The circuit will oscillate or "ring" as the voltage goes to zero. So, underneath the curve I've tried and failed to draw, there could very well be damped oscillations. R damps the behaviour. There's an equation for this which is based on DAMPED HARMONIC MOTION as opposed to SIMPLE HARMONIC MOTION, and FORCED HARMONIC MOTION, and FORCED DAMPED HARMONIC MOTION. Am i boring anyone ?
http://perendis.webs.com

Answer 3

I don't understand what that definite integral notation was supposed to indicate so I'm assuming that the t0 as the only border of the integral is some infinitesimal moment after t=0 because otherwise that would just evaluate to 0 which doesn't make sense.

If we assume that's the case it's basically the same as saying that the integral is not meant to evaluate to 0 and instead is meant to evaluate to some constant number, then the task seems to be silly (therefore I don't know if I understood the question right).

All you have to do is set up the circuit and realize that you're dealing with a normal case of an discharging RC circuit that just has some fancy looking initial condition. The general setup for the problem is:
\[R \frac{dQ}{dt} - \frac{Q(t)}{C} = 0 \]
which is just
\[RI(t) - V_c(t) = 0 \]
if it helps you see it better.

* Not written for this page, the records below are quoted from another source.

//! Grid coordinates and the algebraic notation codec.

use std::fmt;
use std::str::FromStr;

#[cfg(feature = "serde")]
use serde::{Deserialize, Serialize};

use crate::board::error::MatchError;

/// Rows and columns of a chess board
pub const BOARD_SIZE: usize = 8;

/// Zero-based (row, column) grid coordinates.
///
/// Row 0 is rank 8 and column 0 is file a, so `Position::new(0, 0)` is a8
/// and `Position::new(7, 7)` is h1.
#[derive(Clone, Copy, Debug, PartialEq, Eq, Hash, PartialOrd, Ord)]
#[cfg_attr(feature = "serde", derive(Serialize, Deserialize))]
pub struct Position {
    row: usize,
    column: usize,
}

impl Position {
    #[inline]
    #[must_use]
    pub const fn new(row: usize, column: usize) -> Self {
        Position { row, column }
    }

    #[inline]
    #[must_use]
    pub const fn row(self) -> usize {
        self.row
    }

    #[inline]
    #[must_use]
    pub const fn column(self) -> usize {
        self.column
    }

    /// Shift by a signed delta. Returns `None` below row or column zero;
    /// the upper bound is the grid's business.
    #[inline]
    #[must_use]
    pub fn offset(self, d_row: isize, d_column: isize) -> Option<Position> {
        let row = self.row.checked_add_signed(d_row)?;
        let column = self.column.checked_add_signed(d_column)?;
        Some(Position { row, column })
    }
}

impl fmt::Display for Position {
    fn fmt(&self, f: &mut fmt::Formatter<'_>) -> fmt::Result {
        write!(f, "{}, {}", self.row, self.column)
    }
}

/// A square in algebraic notation: file letter `a`-`h` and rank `1`-`8`.
///
/// With the `serde` feature the square travels as a `(column, row)` pair and
/// is bounds checked on the way in.
#[derive(Clone, Copy, Debug, PartialEq, Eq, Hash)]
#[cfg_attr(feature = "serde", derive(Serialize, Deserialize))]
#[cfg_attr(feature = "serde", serde(try_from = "(char, u8)", into = "(char, u8)"))]
pub struct AlgebraicPosition {
    column: char,
    row: u8,
}

impl AlgebraicPosition {
    /// Create a square with bounds checking
    pub fn new(column: char, row: u8) -> Result<Self, MatchError> {
        if !('a'..='h').contains(&column) || !(1..=8).contains(&row) {
            return Err(MatchError::InvalidAlgebraicPosition {
                notation: format!("{column}{row}"),
            });
        }
        Ok(AlgebraicPosition { column, row })
    }

    #[inline]
    #[must_use]
    pub const fn column(self) -> char {
        self.column
    }

    #[inline]
    #[must_use]
    pub const fn row(self) -> u8 {
        self.row
    }

    /// Internal grid coordinates of this square
    #[must_use]
    pub fn to_position(self) -> Position {
        Position::new(
            BOARD_SIZE - self.row as usize,
            (self.column as u8 - b'a') as usize,
        )
    }

    /// Algebraic form of a grid position; fails for positions off the board.
    pub fn from_position(position: Position) -> Result<Self, MatchError> {
        if position.row >= BOARD_SIZE || position.column >= BOARD_SIZE {
            return Err(MatchError::InvalidAlgebraicPosition {
                notation: position.to_string(),
            });
        }
        Ok(AlgebraicPosition {
            column: (b'a' + position.column as u8) as char,
            row: (BOARD_SIZE - position.row) as u8,
        })
    }
}

impl fmt::Display for AlgebraicPosition {
    fn fmt(&self, f: &mut fmt::Formatter<'_>) -> fmt::Result {
        write!(f, "{}{}", self.column, self.row)
    }
}

impl TryFrom<(char, u8)> for AlgebraicPosition {
    type Error = MatchError;

    fn try_from((column, row): (char, u8)) -> Result<Self, Self::Error> {
        AlgebraicPosition::new(column, row)
    }
}

impl From<AlgebraicPosition> for (char, u8) {
    fn from(square: AlgebraicPosition) -> Self {
        (square.column, square.row)
    }
}

impl TryFrom<Position> for AlgebraicPosition {
    type Error = MatchError;

    fn try_from(position: Position) -> Result<Self, Self::Error> {
        AlgebraicPosition::from_position(position)
    }
}

impl From<AlgebraicPosition> for Position {
    fn from(square: AlgebraicPosition) -> Self {
        square.to_position()
    }
}

impl FromStr for AlgebraicPosition {
    type Err = MatchError;

    fn from_str(s: &str) -> Result<Self, Self::Err> {
        let invalid = || MatchError::InvalidAlgebraicPosition {
            notation: s.to_string(),
        };

        let mut chars = s.chars();
        let (Some(column), Some(row), None) = (chars.next(), chars.next(), chars.next()) else {
            return Err(invalid());
        };
        let row = row.to_digit(10).ok_or_else(invalid)?;

        AlgebraicPosition::new(column, row as u8).map_err(|_| invalid())
    }
}

#[cfg(test)]
mod tests {
    use super::*;

    #[test]
    fn test_corner_squares() {
        let a8: AlgebraicPosition = "a8".parse().unwrap();
        assert_eq!(a8.to_position(), Position::new(0, 0));
        let h1: AlgebraicPosition = "h1".parse().unwrap();
        assert_eq!(h1.to_position(), Position::new(7, 7));
        let e2: AlgebraicPosition = "e2".parse().unwrap();
        assert_eq!(e2.to_position(), Position::new(6, 4));
    }

    #[test]
    fn test_round_trip_all_squares() {
        for column in 'a'..='h' {
            for row in 1..=8u8 {
                let square = AlgebraicPosition::new(column, row).unwrap();
                let decoded = AlgebraicPosition::from_position(square.to_position()).unwrap();
                assert_eq!(decoded, square);
                assert_eq!(decoded.to_string().parse::<AlgebraicPosition>().unwrap(), square);
            }
        }
        for row in 0..BOARD_SIZE {
            for column in 0..BOARD_SIZE {
                let position = Position::new(row, column);
                let square = AlgebraicPosition::from_position(position).unwrap();
                assert_eq!(square.to_position(), position);
            }
        }
    }

    #[test]
    fn test_rejects_malformed_notation() {
        for bad in ["", "e", "e22", "i1", "a0", "a9", "E2", "2e", "ex", "e 2"] {
            assert!(
                matches!(
                    bad.parse::<AlgebraicPosition>(),
                    Err(MatchError::InvalidAlgebraicPosition { .. })
                ),
                "'{bad}' should be rejected"
            );
        }
    }

    #[test]
    fn test_from_position_off_board() {
        assert!(AlgebraicPosition::from_position(Position::new(8, 0)).is_err());
        assert!(AlgebraicPosition::from_position(Position::new(0, 8)).is_err());
    }

    #[test]
    fn test_offset_underflow() {
        let a8 = Position::new(0, 0);
        assert_eq!(a8.offset(-1, 0), None);
        assert_eq!(a8.offset(0, -1), None);
        assert_eq!(a8.offset(2, 1), Some(Position::new(2, 1)));
    }

    #[test]
    fn test_try_from_tuple() {
        let square = AlgebraicPosition::try_from(('c', 5)).unwrap();
        assert_eq!(square.to_string(), "c5");
        assert!(AlgebraicPosition::try_from(('z', 5)).is_err());
    }

    #[cfg(feature = "serde")]
    #[test]
    fn test_deserialize_checks_bounds() {
        let e4: AlgebraicPosition = serde_json::from_str(r#"["e",4]"#).unwrap();
        assert_eq!(e4.to_position(), Position::new(4, 4));
        assert_eq!(serde_json::to_string(&e4).unwrap(), r#"["e",4]"#);

        assert!(serde_json::from_str::<AlgebraicPosition>(r#"["Z",9]"#).is_err());
        assert!(serde_json::from_str::<AlgebraicPosition>(r#"{"column":"Z","row":9}"#).is_err());
    }
}
//! Legality matrix: one flag per board square.

use std::ops::{BitOr, BitOrAssign, Index};

use super::square::Position;

/// Boolean grid with one cell per board square, true where a piece may go.
#[derive(Clone, Debug, PartialEq, Eq)]
pub struct MoveMatrix {
    rows: usize,
    columns: usize,
    cells: Vec<bool>,
}

impl MoveMatrix {
    /// All-false matrix of the given dimensions
    #[must_use]
    pub fn new(rows: usize, columns: usize) -> Self {
        MoveMatrix {
            rows,
            columns,
            cells: vec![false; rows * columns],
        }
    }

    #[inline]
    #[must_use]
    pub const fn rows(&self) -> usize {
        self.rows
    }

    #[inline]
    #[must_use]
    pub const fn columns(&self) -> usize {
        self.columns
    }

    /// Flag at `position`; false for anything off the matrix
    #[inline]
    #[must_use]
    pub fn get(&self, position: Position) -> bool {
        self.index_of(position)
            .map_or(false, |idx| self.cells[idx])
    }

    /// Mark `position`. Positions off the matrix are ignored.
    #[inline]
    pub fn set(&mut self, position: Position) {
        if let Some(idx) = self.index_of(position) {
            self.cells[idx] = true;
        }
    }

    /// Returns true if any square is marked
    #[must_use]
    pub fn any(&self) -> bool {
        self.cells.iter().any(|&c| c)
    }

    /// Number of marked squares
    #[must_use]
    pub fn count(&self) -> usize {
        self.cells.iter().filter(|&&c| c).count()
    }

    /// Marked squares in row-major order
    pub fn positions(&self) -> impl Iterator<Item = Position> + '_ {
        let columns = self.columns;
        self.cells
            .iter()
            .enumerate()
            .filter(|(_, &c)| c)
            .map(move |(idx, _)| Position::new(idx / columns, idx % columns))
    }

    /// Row-major view as nested vectors, the shape a display layer expects
    #[must_use]
    pub fn to_rows(&self) -> Vec<Vec<bool>> {
        self.cells
            .chunks(self.columns.max(1))
            .map(<[bool]>::to_vec)
            .collect()
    }

    #[inline]
    fn index_of(&self, position: Position) -> Option<usize> {
        if position.row() < self.rows && position.column() < self.columns {
            Some(position.row() * self.columns + position.column())
        } else {
            None
        }
    }
}

impl Index<Position> for MoveMatrix {
    type Output = bool;

    fn index(&self, position: Position) -> &bool {
        if self.get(position) {
            &true
        } else {
            &false
        }
    }
}

impl BitOrAssign<&MoveMatrix> for MoveMatrix {
    fn bitor_assign(&mut self, rhs: &MoveMatrix) {
        for position in rhs.positions() {
            self.set(position);
        }
    }
}

impl BitOr<&MoveMatrix> for MoveMatrix {
    type Output = MoveMatrix;

    fn bitor(mut self, rhs: &MoveMatrix) -> MoveMatrix {
        self |= rhs;
        self
    }
}
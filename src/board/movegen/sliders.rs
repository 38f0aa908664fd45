use super::super::grid::Grid;
use super::super::types::{MoveMatrix, Piece, Position};
use super::{occupant, on_grid};

pub(crate) const ROOK_DIRS: [(isize, isize); 4] = [(1, 0), (-1, 0), (0, 1), (0, -1)];

pub(crate) const BISHOP_DIRS: [(isize, isize); 4] = [(1, 1), (1, -1), (-1, 1), (-1, -1)];

/// Walk each ray until the edge or the first occupant. An opponent's
/// square is included, an own piece's square is not.
pub(super) fn ray_moves(
    piece: &Piece,
    from: Position,
    grid: &Grid<Piece>,
    dirs: &[(isize, isize)],
    moves: &mut MoveMatrix,
) {
    for &(d_row, d_column) in dirs {
        let mut current = from;
        while let Some(next) = on_grid(grid, current, d_row, d_column) {
            match occupant(grid, next) {
                None => moves.set(next),
                Some(other) => {
                    if other.color != piece.color {
                        moves.set(next);
                    }
                    break;
                }
            }
            current = next;
        }
    }
}
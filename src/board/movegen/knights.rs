use once_cell::sync::Lazy;

use super::super::grid::Grid;
use super::super::types::{MoveMatrix, Piece, Position, BOARD_SIZE};
use super::{can_land, on_grid};

pub(super) const KNIGHT_DELTAS: [(isize, isize); 8] = [
    (2, 1),
    (1, 2),
    (-1, 2),
    (-2, 1),
    (-2, -1),
    (-1, -2),
    (1, -2),
    (2, -1),
];

/// On-board knight targets for every square of a chess board, row-major
pub(super) static KNIGHT_TARGETS: Lazy<Vec<Vec<Position>>> =
    Lazy::new(|| step_table(&KNIGHT_DELTAS));

/// Target lists for a fixed set of single-step deltas on the 8x8 board
pub(super) fn step_table(deltas: &[(isize, isize)]) -> Vec<Vec<Position>> {
    let mut table = Vec::with_capacity(BOARD_SIZE * BOARD_SIZE);
    for row in 0..BOARD_SIZE {
        for column in 0..BOARD_SIZE {
            let from = Position::new(row, column);
            let targets = deltas
                .iter()
                .filter_map(|&(dr, dc)| from.offset(dr, dc))
                .filter(|to| to.row() < BOARD_SIZE && to.column() < BOARD_SIZE)
                .collect();
            table.push(targets);
        }
    }
    table
}

/// Land on each target that is empty or held by an opponent. Chess-sized
/// grids use the precomputed table; any other grid computes the offsets.
pub(super) fn step_moves(
    piece: &Piece,
    from: Position,
    grid: &Grid<Piece>,
    table: &[Vec<Position>],
    deltas: &[(isize, isize)],
    moves: &mut MoveMatrix,
) {
    if grid.rows() == BOARD_SIZE && grid.columns() == BOARD_SIZE {
        let targets = &table[from.row() * BOARD_SIZE + from.column()];
        for &to in targets {
            if can_land(grid, to, piece.color) {
                moves.set(to);
            }
        }
    } else {
        for &(dr, dc) in deltas {
            if let Some(to) = on_grid(grid, from, dr, dc) {
                if can_land(grid, to, piece.color) {
                    moves.set(to);
                }
            }
        }
    }
}

pub(super) fn knight_moves(
    piece: &Piece,
    from: Position,
    grid: &Grid<Piece>,
    moves: &mut MoveMatrix,
) {
    step_moves(piece, from, grid, &KNIGHT_TARGETS, &KNIGHT_DELTAS, moves);
}
//! Core chess types.
//!
//! This module contains the value types shared by the grid, the piece
//! catalog and the match engine:
//! - `Piece`, `PieceKind`, `PieceId` and `Color`
//! - `Position` (internal grid coordinates) and `AlgebraicPosition`
//! - `MoveMatrix` - per-square legality flags

mod matrix;
mod piece;
mod square;

pub use matrix::MoveMatrix;
pub use piece::{Color, Piece, PieceId, PieceKind};
pub use square::{AlgebraicPosition, Position, BOARD_SIZE};

pub(crate) use piece::PROMOTION_KINDS;
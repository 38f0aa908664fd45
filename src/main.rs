use std::io;
use std::process::ExitCode;

use clap::{crate_version, Arg, ArgAction, Command};

use chess_match::board::{CastlingRule, MatchOptions};
use chess_match::cli::run_cli_loop;
use chess_match::ChessMatch;

fn main() -> ExitCode {
    #[cfg(feature = "logging")]
    env_logger::init();

    let matches = Command::new("chess_match")
        .version(crate_version!())
        .about("Two-player console chess")
        .arg(
            Arg::new("lenient-castling")
                .long("lenient-castling")
                .help("Allow castling out of, through or into check")
                .action(ArgAction::SetTrue),
        )
        .arg(
            Arg::new("play-after-mate")
                .long("play-after-mate")
                .help("Keep accepting moves once a side is checkmated")
                .action(ArgAction::SetTrue),
        )
        .get_matches();

    let castling = if matches.get_flag("lenient-castling") {
        CastlingRule::Lenient
    } else {
        CastlingRule::Strict
    };
    let options = MatchOptions::default()
        .castling(castling)
        .enforce_game_over(!matches.get_flag("play-after-mate"));

    let mut game = ChessMatch::with_options(options);
    let stdin = io::stdin();
    match run_cli_loop(&mut game, stdin.lock(), io::stdout()) {
        Ok(()) => ExitCode::SUCCESS,
        Err(e) => {
            eprintln!("{e}");
            ExitCode::FAILURE
        }
    }
}
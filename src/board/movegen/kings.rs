use once_cell::sync::Lazy;

use super::super::grid::Grid;
use super::super::types::{MoveMatrix, Piece, PieceKind, Position};
use super::knights::{step_moves, step_table};
use super::{occupant, Castling, MoveContext};

const KING_DELTAS: [(isize, isize); 8] = [
    (1, 0),
    (-1, 0),
    (0, 1),
    (0, -1),
    (1, 1),
    (1, -1),
    (-1, 1),
    (-1, -1),
];

static KING_TARGETS: Lazy<Vec<Vec<Position>>> = Lazy::new(|| step_table(&KING_DELTAS));

pub(super) fn king_steps(piece: &Piece, from: Position, grid: &Grid<Piece>, moves: &mut MoveMatrix) {
    step_moves(piece, from, grid, &KING_TARGETS, &KING_DELTAS, moves);
}

/// Two-column king moves towards an unmoved rook of the same color standing
/// on the edge of the king's row, with every square between them empty.
pub(super) fn castling_moves(
    king: &Piece,
    from: Position,
    grid: &Grid<Piece>,
    ctx: &MoveContext<'_>,
    moves: &mut MoveMatrix,
) {
    if king.move_count != 0 {
        return;
    }
    if let Castling::AvoidThreats(threats) = ctx.castling {
        if threats.get(from) {
            return;
        }
    }

    let row = from.row();
    let last_column = grid.columns() - 1;

    // King side: rook on the last column
    if from.column() + 2 < last_column {
        let rook = Position::new(row, last_column);
        let between = (from.column() + 1..last_column).map(|c| Position::new(row, c));
        let transit = [
            Position::new(row, from.column() + 1),
            Position::new(row, from.column() + 2),
        ];
        if castling_rook_ready(king, grid, rook)
            && path_clear(grid, between)
            && transit_safe(ctx, &transit)
        {
            moves.set(transit[1]);
        }
    }

    // Queen side: rook on column zero
    if from.column() > 2 {
        let rook = Position::new(row, 0);
        let between = (1..from.column()).map(|c| Position::new(row, c));
        let transit = [
            Position::new(row, from.column() - 1),
            Position::new(row, from.column() - 2),
        ];
        if castling_rook_ready(king, grid, rook)
            && path_clear(grid, between)
            && transit_safe(ctx, &transit)
        {
            moves.set(transit[1]);
        }
    }
}

fn castling_rook_ready(king: &Piece, grid: &Grid<Piece>, square: Position) -> bool {
    occupant(grid, square).map_or(false, |rook| {
        rook.kind == PieceKind::Rook && rook.color == king.color && rook.move_count == 0
    })
}

fn path_clear(grid: &Grid<Piece>, mut squares: impl Iterator<Item = Position>) -> bool {
    squares.all(|square| occupant(grid, square).is_none())
}

fn transit_safe(ctx: &MoveContext<'_>, squares: &[Position]) -> bool {
    match ctx.castling {
        Castling::Unchecked => true,
        Castling::AvoidThreats(threats) => squares.iter().all(|&square| !threats.get(square)),
    }
}
//! Chess match state and rules.
//!
//! Pieces live on a generic [`Grid`]; each piece works out its own
//! legality matrix, and [`ChessMatch`] layers turn order, king safety,
//! castling, en passant and promotion on top.
//!
//! # Example
//! ```
//! use chess_match::board::{AlgebraicPosition, ChessMatch, Color};
//!
//! let mut game = ChessMatch::new();
//! let e2: AlgebraicPosition = "e2".parse().unwrap();
//! let e4: AlgebraicPosition = "e4".parse().unwrap();
//! assert!(game.legal_moves_from(e2).unwrap().get(e4.to_position()));
//! game.perform_move(e2, e4).unwrap();
//! assert_eq!(game.current_player(), Color::Black);
//! ```

mod builder;
mod check;
mod error;
mod grid;
mod make_unmake;
mod movegen;
mod options;
pub mod prelude;
mod state;
mod turn;
mod types;

#[cfg(test)]
mod tests;

pub use builder::MatchBuilder;
pub use error::{ErrorClass, GridError, MatchError};
pub use grid::{Grid, Occupant};
pub use movegen::{Castling, MoveContext};
pub use options::{CastlingRule, MatchOptions};
pub use state::ChessMatch;
pub use types::{AlgebraicPosition, Color, MoveMatrix, Piece, PieceId, PieceKind, Position, BOARD_SIZE};

pub(crate) use types::PROMOTION_KINDS;
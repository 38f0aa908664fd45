//! Rule options for a match.

#[cfg(feature = "serde")]
use serde::{Deserialize, Serialize};

/// How strictly castling is validated when generating king moves.
#[derive(Clone, Copy, Debug, PartialEq, Eq, Hash, Default)]
#[cfg_attr(feature = "serde", derive(Serialize, Deserialize))]
pub enum CastlingRule {
    /// Standard chess: the king may not castle out of, through, or into
    /// an attacked square.
    #[default]
    Strict,
    /// Only unmoved king and rook and empty squares between them are
    /// required. Landing in check is still rejected as a self-check.
    Lenient,
}

/// Options fixed at the start of a match.
#[derive(Clone, Copy, Debug, PartialEq, Eq)]
#[cfg_attr(feature = "serde", derive(Serialize, Deserialize))]
pub struct MatchOptions {
    pub castling: CastlingRule,
    /// Reject moves once checkmate is reached. When false the checkmate
    /// flag is advisory and the caller must stop play.
    pub enforce_game_over: bool,
}

impl Default for MatchOptions {
    fn default() -> Self {
        MatchOptions {
            castling: CastlingRule::Strict,
            enforce_game_over: true,
        }
    }
}

impl MatchOptions {
    /// Set the castling rule.
    #[must_use]
    pub const fn castling(mut self, rule: CastlingRule) -> Self {
        self.castling = rule;
        self
    }

    /// Enable or disable hard enforcement of checkmate.
    #[must_use]
    pub const fn enforce_game_over(mut self, enforce: bool) -> Self {
        self.enforce_game_over = enforce;
        self
    }
}
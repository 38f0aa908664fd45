//! Error types for grid and match operations.

use std::fmt;

use super::types::{AlgebraicPosition, Color, Position};

/// Error type for grid bookkeeping failures.
///
/// These indicate a programming fault in whoever drives the grid; correct
/// use of the match engine never produces them.
#[derive(Debug, Clone, PartialEq, Eq)]
pub enum GridError {
    /// A grid needs at least one row and one column
    InvalidDimensions { rows: usize, columns: usize },
    /// Position lies outside the grid
    OutOfBounds { position: Position },
    /// A piece already sits on the target cell
    OccupiedCell { position: Position },
}

impl fmt::Display for GridError {
    fn fmt(&self, f: &mut fmt::Formatter<'_>) -> fmt::Result {
        match self {
            GridError::InvalidDimensions { rows, columns } => {
                write!(
                    f,
                    "Grid of {rows}x{columns} is invalid: there must be at least 1 row and 1 column"
                )
            }
            GridError::OutOfBounds { position } => {
                write!(f, "Position ({position}) is not on the board")
            }
            GridError::OccupiedCell { position } => {
                write!(f, "There is already a piece on position ({position})")
            }
        }
    }
}

impl std::error::Error for GridError {}

/// Broad classification of a [`MatchError`].
#[derive(Debug, Clone, Copy, PartialEq, Eq, Hash)]
pub enum ErrorClass {
    /// Grid bookkeeping fault
    Structural,
    /// Bad caller input; re-prompt
    Input,
    /// Structurally legal move rejected by the king-safety rule
    RuleViolation,
    /// Broken invariant; the match cannot continue
    FatalInvariant,
}

/// Error type for match engine operations
#[derive(Debug, Clone, PartialEq, Eq)]
pub enum MatchError {
    /// Grid bookkeeping failure
    Grid(GridError),
    /// Malformed square notation
    InvalidAlgebraicPosition { notation: String },
    /// Source square is empty
    NoPieceAtSource { square: AlgebraicPosition },
    /// Source piece belongs to the player not on move
    OpponentPieceSelected { square: AlgebraicPosition },
    /// Source piece cannot move anywhere
    NoLegalMoves { square: AlgebraicPosition },
    /// Source piece cannot reach the target
    IllegalTarget {
        from: AlgebraicPosition,
        to: AlgebraicPosition,
    },
    /// Move would leave the mover's own king in check
    SelfCheck {
        from: AlgebraicPosition,
        to: AlgebraicPosition,
    },
    /// `promote` called with no pawn awaiting promotion
    NoPendingPromotion,
    /// Move attempted after checkmate
    GameOver { winner: Color },
    /// No king of this color on the board
    MissingKing { color: Color },
}

impl MatchError {
    /// Classify the error
    #[must_use]
    pub const fn class(&self) -> ErrorClass {
        match self {
            MatchError::Grid(_) => ErrorClass::Structural,
            MatchError::InvalidAlgebraicPosition { .. }
            | MatchError::NoPieceAtSource { .. }
            | MatchError::OpponentPieceSelected { .. }
            | MatchError::NoLegalMoves { .. }
            | MatchError::IllegalTarget { .. }
            | MatchError::NoPendingPromotion
            | MatchError::GameOver { .. } => ErrorClass::Input,
            MatchError::SelfCheck { .. } => ErrorClass::RuleViolation,
            MatchError::MissingKing { .. } => ErrorClass::FatalInvariant,
        }
    }

    /// Returns true if the caller can simply re-prompt and carry on.
    /// The match state is unchanged after any recoverable error.
    #[must_use]
    pub const fn is_recoverable(&self) -> bool {
        matches!(self.class(), ErrorClass::Input | ErrorClass::RuleViolation)
    }
}

impl fmt::Display for MatchError {
    fn fmt(&self, f: &mut fmt::Formatter<'_>) -> fmt::Result {
        match self {
            MatchError::Grid(e) => write!(f, "Board error: {e}"),
            MatchError::InvalidAlgebraicPosition { notation } => {
                write!(
                    f,
                    "Invalid position '{notation}'. Valid values are from a1 to h8"
                )
            }
            MatchError::NoPieceAtSource { square } => {
                write!(f, "There is no piece on source position {square}")
            }
            MatchError::OpponentPieceSelected { square } => {
                write!(f, "The piece on {square} is not yours")
            }
            MatchError::NoLegalMoves { square } => {
                write!(f, "There are no possible moves for the piece on {square}")
            }
            MatchError::IllegalTarget { from, to } => {
                write!(f, "The piece on {from} can't move to {to}")
            }
            MatchError::SelfCheck { from, to } => {
                write!(f, "Moving {from} to {to} would put your own king in check")
            }
            MatchError::NoPendingPromotion => write!(f, "There is no piece to be promoted"),
            MatchError::GameOver { winner } => {
                write!(f, "The match is over, {winner} won by checkmate")
            }
            MatchError::MissingKing { color } => {
                write!(f, "There is no {color} king on the board")
            }
        }
    }
}

impl std::error::Error for MatchError {
    fn source(&self) -> Option<&(dyn std::error::Error + 'static)> {
        match self {
            MatchError::Grid(e) => Some(e),
            _ => None,
        }
    }
}

impl From<GridError> for MatchError {
    fn from(e: GridError) -> Self {
        MatchError::Grid(e)
    }
}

This is a linear ordinary differential equation of first order which has a known solution in the form of:
\[
[\frac{dQ}{dt} = - \frac{1}{RC}Q(t)
V_c(t) = V_0 e^(-\frac{t}{RC}
\]

which means all you'd have to do is put that fancy looking V0 given to you inplace of the V0 of the solution. Provided that is what that integral means. Once it's stated that for an initial moment t=0 the voltage across the capacitor is *expression that uses t0* it's assumed that the t0 is 0 because it said so a second earlier. But solving a definite integral where the borders are the same yields 0 as a result as stated by first fundamental theorem of calculus:
\[\int^a_b f(x) dx = F(b) -F(a) \]

Answer 4

oh ffs, why is there no edit button the mashed up equation is meant to say:
\[\frac{dQ}{dt} = -\frac{1}{RC}Q(t) \\
V_c(t) = V_0e^{-\frac{t}{RC}}
\]

Answer 5

@ljetibo the "technical graphics" site are dreadful, if my browser is anything to go by. I'm not convinced by the equation in your last post ... as I remember it, the circuit originally posted was an RLC circuit, and the posted equation doesn't contain the L bit. So, it can't "ring" or oscillate. But the RLC will oscillate, which is one reason why it has uses in radio reception and transmission.

Answer 6

@osprey
OP: "help with problem #2 of the attached file"
Problem #2 has no inductor drawn therefore it's not an RLC circuit. It contains a resistor and a capacitor which makes it an RC circuit.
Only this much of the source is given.